とくにカマキリの生態から大雪を予想できることを長年の調査で明らかにされた酒井與喜夫氏の著書『カマキリは大雪を知っていた』は興味深い。その研究で工学博士号を取得したという酒井氏によると、種々の動物による予兆能に比べ、カマキリは一枚上手だと経験から自信もって褒めちぎる。カマキリの卵のうの位置で雪の多少まで言い当てられる達人であるが、その特徴・利点をまとめていて、これらの条件から雪予報が可能となるらしい。
① 卵のうという生きた証拠が翌年まで残っている
② 産卵場所が容易に見つけられる
③ 植林されたスギの木に多くの産卵が見られるので、同一条件下でのデータ収集が可能
④ 人家に比較的近くで産卵するので、積雪との比較がしやすい
⑤ メスは産卵期が近づくとお腹がふくらんで飛行困難になる。そのため樹上で産卵する際に、雪の深さが判断しやすい必要最低限の高さを選んでいる可能性がある。
これらの条件に付け加えて、林相や地形などで補正してやると、卵のうの高さからの最深積雪の予測制度はかなり上がる。80%近い確率で雪の長期予報に使えるようである(図参照)。
動物の健康状態から天気を言い当てる技は各地・各国にあるようで、ドイツからアメリカにきた移民の伝統をちょっと紹介しよう。ドイツの移民がガチョウの胸骨を使って冬の天候の厳しさを予知する伝統をアメリカに持ち込んだと言う。

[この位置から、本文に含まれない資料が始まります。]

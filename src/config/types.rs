//! Core configuration types and loading.

use serde::Deserialize;
use std::net::SocketAddr;
use std::path::Path;
use thiserror::Error;

use super::chat::ChatConfig;
use super::defaults::{
    default_channel_capacity, default_database_path, default_metrics_port,
    default_prune_interval,
};
use super::seed::{ProjectBlock, RoleBlock, UserBlock};

/// Configuration errors.
#[derive(Debug, Error)]
pub enum ConfigError {
    #[error("failed to read config file: {0}")]
    Io(#[from] std::io::Error),
    #[error("failed to parse config: {0}")]
    Parse(#[from] toml::de::Error),
}

/// Service configuration.
#[derive(Debug, Clone, Deserialize)]
pub struct Config {
    /// Server identity and listeners.
    pub server: ServerConfig,
    /// Database configuration.
    #[serde(default)]
    pub database: DatabaseConfig,
    /// Project chat configuration.
    #[serde(default)]
    pub chat: ChatConfig,
    /// Realtime room configuration.
    #[serde(default)]
    pub realtime: RealtimeConfig,
    /// Roles and their grants.
    #[serde(default)]
    pub roles: Vec<RoleBlock>,
    /// API users.
    #[serde(default)]
    pub users: Vec<UserBlock>,
    /// Projects and their members.
    #[serde(default)]
    pub projects: Vec<ProjectBlock>,
}

impl Config {
    /// Load configuration from a TOML file.
    pub fn load<P: AsRef<Path>>(path: P) -> Result<Self, ConfigError> {
        let content = std::fs::read_to_string(path)?;
        let config: Config = toml::from_str(&content)?;
        Ok(config)
    }
}

/// Server identity configuration.
#[derive(Debug, Clone, Deserialize)]
pub struct ServerConfig {
    /// Instance name, used in logs.
    pub name: String,
    /// Address the API listens on (e.g., "127.0.0.1:8000").
    pub listen: SocketAddr,
    /// Prometheus metrics HTTP port (default: 9090, 0 disables).
    #[serde(default = "default_metrics_port")]
    pub metrics_port: Option<u16>,
}

/// Database configuration.
#[derive(Debug, Clone, Deserialize)]
pub struct DatabaseConfig {
    /// Path to SQLite database file, or ":memory:".
    #[serde(default = "default_database_path")]
    pub path: String,
}

impl Default for DatabaseConfig {
    fn default() -> Self {
        Self {
            path: default_database_path(),
        }
    }
}

/// Realtime room configuration.
#[derive(Debug, Clone, Deserialize)]
pub struct RealtimeConfig {
    /// Buffered events per room before slow subscribers start skipping.
    #[serde(default = "default_channel_capacity")]
    pub channel_capacity: usize,
    /// Seconds between idle-room sweeps.
    #[serde(default = "default_prune_interval")]
    pub prune_interval_secs: u64,
}

impl Default for RealtimeConfig {
    fn default() -> Self {
        Self {
            channel_capacity: default_channel_capacity(),
            prune_interval_secs: default_prune_interval(),
        }
    }
}
//! Request bodies.
//!
//! Clients send integers either as JSON numbers or as numeric strings, so
//! `limit` and `start` go through [`lenient_int`].

use crate::chat::AttachmentRef;
use crate::error::ServiceError;
use axum::Json;
use axum::extract::rejection::JsonRejection;
use serde::de::{DeserializeOwned, Error as _};
use serde::{Deserialize, Deserializer};
use serde_json::Value;

#[derive(Debug, Deserialize)]
pub struct GetMessagesArgs {
    #[serde(default)]
    pub project_name: String,
    #[serde(default, deserialize_with = "lenient_int")]
    pub limit: Option<i64>,
    #[serde(default, deserialize_with = "lenient_int")]
    pub start: Option<i64>,
}

#[derive(Debug, Deserialize)]
pub struct SendMessageArgs {
    #[serde(default)]
    pub project_name: String,
    #[serde(default)]
    pub message_content: Option<String>,
    #[serde(default)]
    pub attachments: Option<Value>,
}

impl SendMessageArgs {
    /// `[{"name": ..}, ..]`; anything but a list counts as no attachments.
    pub fn attachment_refs(&self) -> Option<Vec<AttachmentRef>> {
        let Some(Value::Array(items)) = &self.attachments else {
            return None;
        };
        Some(
            items
                .iter()
                .map(|item| AttachmentRef {
                    name: item
                        .get("name")
                        .and_then(Value::as_str)
                        .map(str::to_string),
                })
                .collect(),
        )
    }
}

#[derive(Debug, Deserialize)]
pub struct TypingArgs {
    #[serde(default)]
    pub project_name: String,
    #[serde(default)]
    pub is_typing: Option<Value>,
}

impl TypingArgs {
    pub fn is_typing(&self) -> Option<bool> {
        self.is_typing.as_ref().and_then(Value::as_bool)
    }
}

#[derive(Debug, Deserialize)]
pub struct DeletePoArgs {
    #[serde(default)]
    pub po_id: String,
}

#[derive(Deserialize)]
#[serde(untagged)]
enum IntLike {
    Int(i64),
    Float(f64),
    Text(String),
}

/// Accept `5`, `5.0` or `"5"`; reject anything else.
fn lenient_int<'de, D: Deserializer<'de>>(d: D) -> Result<Option<i64>, D::Error> {
    match Option::<IntLike>::deserialize(d)? {
        None => Ok(None),
        Some(IntLike::Int(i)) => Ok(Some(i)),
        Some(IntLike::Float(f)) if f.fract() == 0.0 && f.is_finite() => Ok(Some(f as i64)),
        Some(IntLike::Float(f)) => Err(D::Error::custom(format!("expected an integer, got {f}"))),
        Some(IntLike::Text(s)) => s
            .trim()
            .parse::<i64>()
            .map(Some)
            .map_err(|_| D::Error::custom(format!("expected an integer, got {s:?}"))),
    }
}

/// Unwrap a JSON body, turning a rejection into a validation error.
pub fn body<T: DeserializeOwned>(payload: Result<Json<T>, JsonRejection>) -> Result<T, ServiceError> {
    payload
        .map(|Json(args)| args)
        .map_err(|e| ServiceError::invalid(e.body_text()))
}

薄い骨は穏やかな冬を、厚い骨は厳しい冬を、白い骨は雪が多いことを、そして赤みがかると気温が低くなり寒くなることを言い当てていると言う。
図 酒井與喜夫『カマキリは大雪を知っていた』より
文献:
酒井與喜夫著:『カマキリは大雪を知っていた』(農文協、2003)
リティネツキー著・金光不二夫訳:『天災を予知する生物』(総合出版、1983)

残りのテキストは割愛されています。